> [About this exercise] Reproduce each line of the data exactly as it is.

> [Recorded information]

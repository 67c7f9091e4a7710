//! `authenticated_cmds`: commands issued by an enrolled device.

use std::collections::HashMap;

use serde::{Deserialize, Serialize};

use parsec_types::{DateTime, VlobID};

/// Request envelope, dispatched on the `cmd` tag.
#[derive(Clone, Debug, PartialEq, Eq, Serialize, Deserialize)]
#[serde(tag = "cmd", rename_all = "snake_case")]
pub enum AnyCmdReq {
    Ping(ping::Req),
    CertificateGet(certificate_get::Req),
    UserCreate(user_create::Req),
    DeviceCreate(device_create::Req),
    UserRevoke(user_revoke::Req),
    UserUpdate(user_update::Req),
    RealmCreate(realm_create::Req),
    RealmShare(realm_share::Req),
    RealmUnshare(realm_unshare::Req),
    RealmRename(realm_rename::Req),
    RealmRotateKey(realm_rotate_key::Req),
    RealmGetKeysBundle(realm_get_keys_bundle::Req),
    VlobCreate(vlob_create::Req),
    VlobUpdate(vlob_update::Req),
    VlobReadBatch(vlob_read_batch::Req),
    VlobReadVersions(vlob_read_versions::Req),
    VlobPollChanges(vlob_poll_changes::Req),
    BlockCreate(block_create::Req),
    BlockRead(block_read::Req),
    InviteNewUser(invite_new_user::Req),
    InviteNewDevice(invite_new_device::Req),
    InviteNewShamirRecovery(invite_new_shamir_recovery::Req),
    InviteCancel(invite_cancel::Req),
    InviteList(invite_list::Req),
    InviteGreeterStartGreetingAttempt(invite_greeter_start_greeting_attempt::Req),
    InviteGreeterCancelGreetingAttempt(invite_greeter_cancel_greeting_attempt::Req),
    InviteGreeterStep(invite_greeter_step::Req),
    ShamirRecoverySetup(shamir_recovery_setup::Req),
    ShamirRecoveryDelete(shamir_recovery_delete::Req),
    #[serde(other)]
    UnknownCommand,
}

crate::impl_wire_format!(AnyCmdReq);

pub mod ping {
    use super::*;

    #[derive(Clone, Debug, PartialEq, Eq, Serialize, Deserialize)]
    pub struct Req {
        pub ping: String,
    }

    #[derive(Clone, Debug, PartialEq, Eq, Serialize, Deserialize)]
    #[serde(tag = "status", rename_all = "snake_case")]
    pub enum Rep {
        Ok { pong: String },
        UnknownCommand,
    }

    crate::impl_wire_format!(Rep);
}

pub mod certificate_get {
    use super::*;
    use serde_bytes::ByteBuf;

    /// Incremental fetch: only certificates strictly newer than the given
    /// per-topic watermarks are returned.
    #[derive(Clone, Debug, PartialEq, Eq, Serialize, Deserialize)]
    pub struct Req {
        pub common_after: Option<DateTime>,
        pub sequester_after: Option<DateTime>,
        pub shamir_recovery_after: Option<DateTime>,
        pub realm_after: HashMap<VlobID, DateTime>,
    }

    #[derive(Clone, Debug, PartialEq, Eq, Serialize, Deserialize)]
    #[serde(tag = "status", rename_all = "snake_case")]
    pub enum Rep {
        Ok {
            common_certificates: Vec<ByteBuf>,
            sequester_certificates: Vec<ByteBuf>,
            shamir_recovery_certificates: Vec<ByteBuf>,
            realm_certificates: HashMap<VlobID, Vec<ByteBuf>>,
        },
    }

    crate::impl_wire_format!(Rep);
}

pub mod user_create {
    use super::*;
    use serde_bytes::ByteBuf;

    #[derive(Clone, Debug, PartialEq, Eq, Serialize, Deserialize)]
    pub struct Req {
        pub user_certificate: ByteBuf,
        pub device_certificate: ByteBuf,
        pub redacted_user_certificate: ByteBuf,
        pub redacted_device_certificate: ByteBuf,
    }

    #[derive(Clone, Debug, PartialEq, Serialize, Deserialize)]
    #[serde(tag = "status", rename_all = "snake_case")]
    pub enum Rep {
        Ok,
        AuthorNotAllowed,
        ActiveUsersLimitReached,
        HumanHandleAlreadyTaken,
        UserAlreadyExists,
        InvalidCertificate,
        TimestampOutOfBallpark {
            server_timestamp: DateTime,
            client_timestamp: DateTime,
            ballpark_client_early_offset: f64,
            ballpark_client_late_offset: f64,
        },
        RequireGreaterTimestamp {
            strictly_greater_than: DateTime,
        },
    }

    crate::impl_wire_format!(Rep);
}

> [Worked solution]
repository 67c7f9091e4a7710
//! `authenticated_cmds`: commands issued by an enrolled device.

use std::collections::HashMap;

use serde::{Deserialize, Serialize};

use parsec_types::{DateTime, VlobID};

/// Request envelope, dispatched on the `cmd` tag.
#[derive(Clone, Debug, PartialEq, Eq, Serialize, Deserialize)]
#[serde(tag = "cmd", rename_all = "snake_case")]
pub enum AnyCmdReq {
    Ping(ping::Req),
    CertificateGet(certificate_get::Req),
    UserCreate(user_create::Req),
    DeviceCreate(device_create::Req),
    UserRevoke(user_revoke::Req),
    UserUpdate(user_update::Req),
    RealmCreate(realm_create::Req),
    RealmShare(realm_share::Req),
    RealmUnshare(realm_unshare::Req),
    RealmRename(realm_rename::Req),
    RealmRotateKey(realm_rotate_key::Req),
    RealmGetKeysBundle(realm_get_keys_bundle::Req),
    VlobCreate(vlob_create::Req),
    VlobUpdate(vlob_update::Req),
    VlobReadBatch(vlob_read_batch::Req),
    VlobReadVersions(vlob_read_versions::Req),
    VlobPollChanges(vlob_poll_changes::Req),
    BlockCreate(block_create::Req),
    BlockRead(block_read::Req),
    InviteNewUser(invite_new_user::Req),
    InviteNewDevice(invite_new_device::Req),
    InviteNewShamirRecovery(invite_new_shamir_recovery::Req),
    InviteCancel(invite_cancel::Req),
    InviteList(invite_list::Req),
    InviteGreeterStartGreetingAttempt(invite_greeter_start_greeting_attempt::Req),
    InviteGreeterCancelGreetingAttempt(invite_greeter_cancel_greeting_attempt::Req),
    InviteGreeterStep(invite_greeter_step::Req),
    ShamirRecoverySetup(shamir_recovery_setup::Req),
    ShamirRecoveryDelete(shamir_recovery_delete::Req),
    #[serde(other)]
    UnknownCommand,
}

crate::impl_wire_format!(AnyCmdReq);

pub mod ping {
    use super::*;

    #[derive(Clone, Debug, PartialEq, Eq, Serialize, Deserialize)]
    pub struct Req {
        pub ping: String,
    }

    #[derive(Clone, Debug, PartialEq, Eq, Serialize, Deserialize)]
    #[serde(tag = "status", rename_all = "snake_case")]
    pub enum Rep {
        Ok { pong: String },
        UnknownCommand,
    }

    crate::impl_wire_format!(Rep);
}

pub mod certificate_get {
    use super::*;
    use serde_bytes::ByteBuf;

    /// Incremental fetch: only certificates strictly newer than the given
    /// per-topic watermarks are returned.
    #[derive(Clone, Debug, PartialEq, Eq, Serialize, Deserialize)]
    pub struct Req {
        pub common_after: Option<DateTime>,
        pub sequester_after: Option<DateTime>,
        pub shamir_recovery_after: Option<DateTime>,
        pub realm_after: HashMap<VlobID, DateTime>,
    }

    #[derive(Clone, Debug, PartialEq, Eq, Serialize, Deserialize)]
    #[serde(tag = "status", rename_all = "snake_case")]
    pub enum Rep {
        Ok {
            common_certificates: Vec<ByteBuf>,
            sequester_certificates: Vec<ByteBuf>,
            shamir_recovery_certificates: Vec<ByteBuf>,
            realm_certificates: HashMap<VlobID, Vec<ByteBuf>>,
        },
    }

    crate::impl_wire_format!(Rep);
}

pub mod user_create {
    use super::*;
    use serde_bytes::ByteBuf;

    #[derive(Clone, Debug, PartialEq, Eq, Serialize, Deserialize)]
    pub struct Req {
        pub user_certificate: ByteBuf,
        pub device_certificate: ByteBuf,
        pub redacted_user_certificate: ByteBuf,
        pub redacted_device_certificate: ByteBuf,
    }

    #[derive(Clone, Debug, PartialEq, Serialize, Deserialize)]
    #[serde(tag = "status", rename_all = "snake_case")]
    pub enum Rep {
        Ok,
        AuthorNotAllowed,
        ActiveUsersLimitReached,
        HumanHandleAlreadyTaken,
        UserAlreadyExists,
        InvalidCertificate,
        TimestampOutOfBallpark {
            server_timestamp: DateTime,
            client_timestamp: DateTime,
            ballpark_client_early_offset: f64,
            ballpark_client_late_offset: f64,
        },
        RequireGreaterTimestamp {
            strictly_greater_than: DateTime,
        },
    }

    crate::impl_wire_format!(Rep);
}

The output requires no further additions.